During this past month, a state government report disproved two politically popular assumptions about the size and cost of state bureaucracy. For the fiscal year ending last June, Florida ranked last in the nation in both its per-taxpayer cost of state personnel and its ratio of state employees to residents. One Representative in the Legislature was open about the problem. Representative Vasilinda was quoted as saying:
"If it's true that government should be run more like a business, let's run it more like an excellent business……We are handing our employees important work to do and asking each one of them to shoulder more and more responsibility. Their pay, however, isn't even keeping up with the cost of living."

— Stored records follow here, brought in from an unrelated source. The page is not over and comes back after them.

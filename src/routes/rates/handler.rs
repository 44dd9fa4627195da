use axum::{Json, extract::State};

use crate::AppState;

use super::model::RatesPayload;

#[axum::debug_handler]
pub async fn latest_rates(State(state): State<AppState>) -> Json<RatesPayload> {
    // 先查缓存
    if let Some(cached) = state.rates_cache.get_fresh() {
        tracing::debug!("serving rates from cache");
        return Json(cached);
    }

    tracing::info!("fetching fresh rates data");
    match state.upstream.fetch_latest_rates().await {
        Ok(payload) => {
            state.rates_cache.set(payload.clone());
            Json(payload)
        }
        Err(e) => {
            tracing::error!("rates fetch failed: {}", e);

            if let Some(stale) = state.rates_cache.get_stale() {
                tracing::warn!("using stale rates cache as fallback");
                return Json(stale);
            }
            Json(RatesPayload::fallback())
        }
    }
}
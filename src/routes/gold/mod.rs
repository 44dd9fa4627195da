mod handler;
pub mod model;

pub use handler::{gold_history, gold_prices};
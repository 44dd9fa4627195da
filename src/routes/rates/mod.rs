mod handler;
pub mod model;

pub use handler::latest_rates;
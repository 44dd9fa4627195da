mod error_handler;
mod rate_limit;

pub use error_handler::log_errors;
pub use rate_limit::{RateLimiter, rate_limit};
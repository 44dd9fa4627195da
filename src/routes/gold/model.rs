use std::collections::BTreeMap;

use serde::{Deserialize, Serialize};

use crate::utils::now_iso;

pub const GRAMS_PER_TROY_OUNCE: f64 = 31.1035;
pub const PREMIUM_PERCENT: f64 = 4.0;

/// 上游全挂时合成响应用的保底克价（美元）
pub const FALLBACK_PRICE_PER_GRAM_USD: f64 = 59.0;

/// 币种定义：名称 -> (克重, 成色)
pub const COINS: &[(&str, f64, u32)] = &[
    ("Gramm", 1.0, 24),
    ("Kilogramm", 1000.0, 24),
    ("Krügerrand (1 oz)", 31.1035, 24),
    ("Maple Leaf (1 oz)", 31.1035, 24),
    ("Philharmoniker (1 oz)", 31.1035, 24),
    ("Cumhuriyet Altını", 7.21, 22),
    ("Ata Altını", 7.21, 22),
    ("Çeyrek Altın", 1.75, 22),
    ("Yarim Altın", 3.5, 22),
    ("Tam Altın (Ziynet)", 7.01, 22),
    ("Reşat Altını", 7.21, 22),
    ("Gremse Altını", 17.5, 22),
    ("22 Ayar Bilezik", 1.0, 22),
];

/// USD 基准的换算汇率
#[derive(Debug, Clone, Copy, PartialEq)]
pub struct ConversionRates {
    pub usd: f64,
    pub eur: f64,
    pub try_lira: f64,
}

impl ConversionRates {
    /// 汇率源失败时的固定替代值
    pub const FALLBACK: ConversionRates = ConversionRates {
        usd: 1.0,
        eur: 0.93,
        try_lira: 32.0,
    };
}

#[derive(Debug, Clone, PartialEq, Serialize, Deserialize)]
pub struct PricePair {
    pub spot: f64,
    pub dealer: f64,
}

#[derive(Debug, Clone, PartialEq, Serialize, Deserialize)]
pub struct CoinQuote {
    pub weight: f64,
    pub karat: u32,
    #[serde(rename = "USD")]
    pub usd: PricePair,
    #[serde(rename = "EUR")]
    pub eur: PricePair,
    #[serde(rename = "TRY")]
    pub try_lira: PricePair,
}

#[derive(Debug, Clone, PartialEq, Serialize, Deserialize)]
pub struct GoldResponse {
    pub coins: BTreeMap<String, CoinQuote>,
    #[serde(default, skip_serializing_if = "Option::is_none")]
    pub cached: Option<bool>,
    #[serde(default, skip_serializing_if = "Option::is_none")]
    pub stale: Option<bool>,
    #[serde(default, skip_serializing_if = "Option::is_none")]
    pub fallback: Option<bool>,
    pub timestamp: String,
}

impl GoldResponse {
    /// 新鲜抓取的结果，缓存里存的就是这个形态
    pub fn fresh(coins: BTreeMap<String, CoinQuote>) -> Self {
        Self {
            coins,
            cached: Some(false),
            stale: None,
            fallback: None,
            timestamp: now_iso(),
        }
    }

    /// 第三级降级：只用进程内常量合成，永远不会失败
    pub fn fallback() -> Self {
        Self {
            coins: price_coins(FALLBACK_PRICE_PER_GRAM_USD, &ConversionRates::FALLBACK),
            cached: None,
            stale: None,
            fallback: Some(true),
            timestamp: now_iso(),
        }
    }
}

pub fn round2(value: f64) -> f64 {
    (value * 100.0).round() / 100.0
}

fn quote(spot_usd: f64, rate: f64) -> PricePair {
    let spot = spot_usd * rate;
    // dealer 加价基于未舍入的 spot
    PricePair {
        spot: round2(spot),
        dealer: round2(spot * (1.0 + PREMIUM_PERCENT / 100.0)),
    }
}

/// 按克价和汇率对全部币种定价
pub fn price_coins(price_per_gram_usd: f64, rates: &ConversionRates) -> BTreeMap<String, CoinQuote> {
    COINS
        .iter()
        .map(|&(name, weight, karat)| {
            let purity = karat as f64 / 24.0;
            let spot_usd = weight * purity * price_per_gram_usd;
            (
                name.to_string(),
                CoinQuote {
                    weight,
                    karat,
                    usd: quote(spot_usd, rates.usd),
                    eur: quote(spot_usd, rates.eur),
                    try_lira: quote(spot_usd, rates.try_lira),
                },
            )
        })
        .collect()
}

Sen. Al Lawson, D-Tallahassee, who has represented large numbers of state workers in the Legislature for 26 years, said he hopes the numbers will help convince Republican legislative leaders that state employees deserve pay raises in the 2009 session. But with the state economy in recession and tax collections slumping, Lawson said that's not likely.
"What we need to do is put state workers first," said Lawson, the Senate Democratic leader.
The Department of Management Services' annual study said that - after declining under ex-Gov. Jeb Bush - the number of established positions in all of state government grew from 171,333 on June 30, 2007, to 173,486 last June 30.
More than two-thirds of all state job growth came in the State University System, which went from 41,827 to 43,288 employees. The judicial system picked up 605 positions.
The size of the State Personnel System, which includes 65 percent of all state jobs, inched up from 112,373 positions in the previous year to 112,459 by mid-2008. But the number of people holding those positions in 30 state departments fell from 104,960 to 104,249. The difference in positions and people is mostly jobs left open as state government has cut back its budget.
Even the state's largest agency, the prison system, lost nearly 300 employees.
The day after these reports were announced, all agencies were ordered to hold back 1 percent of their operational spending, because of sluggish state revenue collections. That meant hiring freezes, or near-freezes, in many agencies.
"If you drill down past the numbers and charts, these are lives affected by what's in this report," said Rep. Alan Williams, D-Tallahassee. "These are people needing services from the state not getting them. These numbers tell me we've cut to the bone already."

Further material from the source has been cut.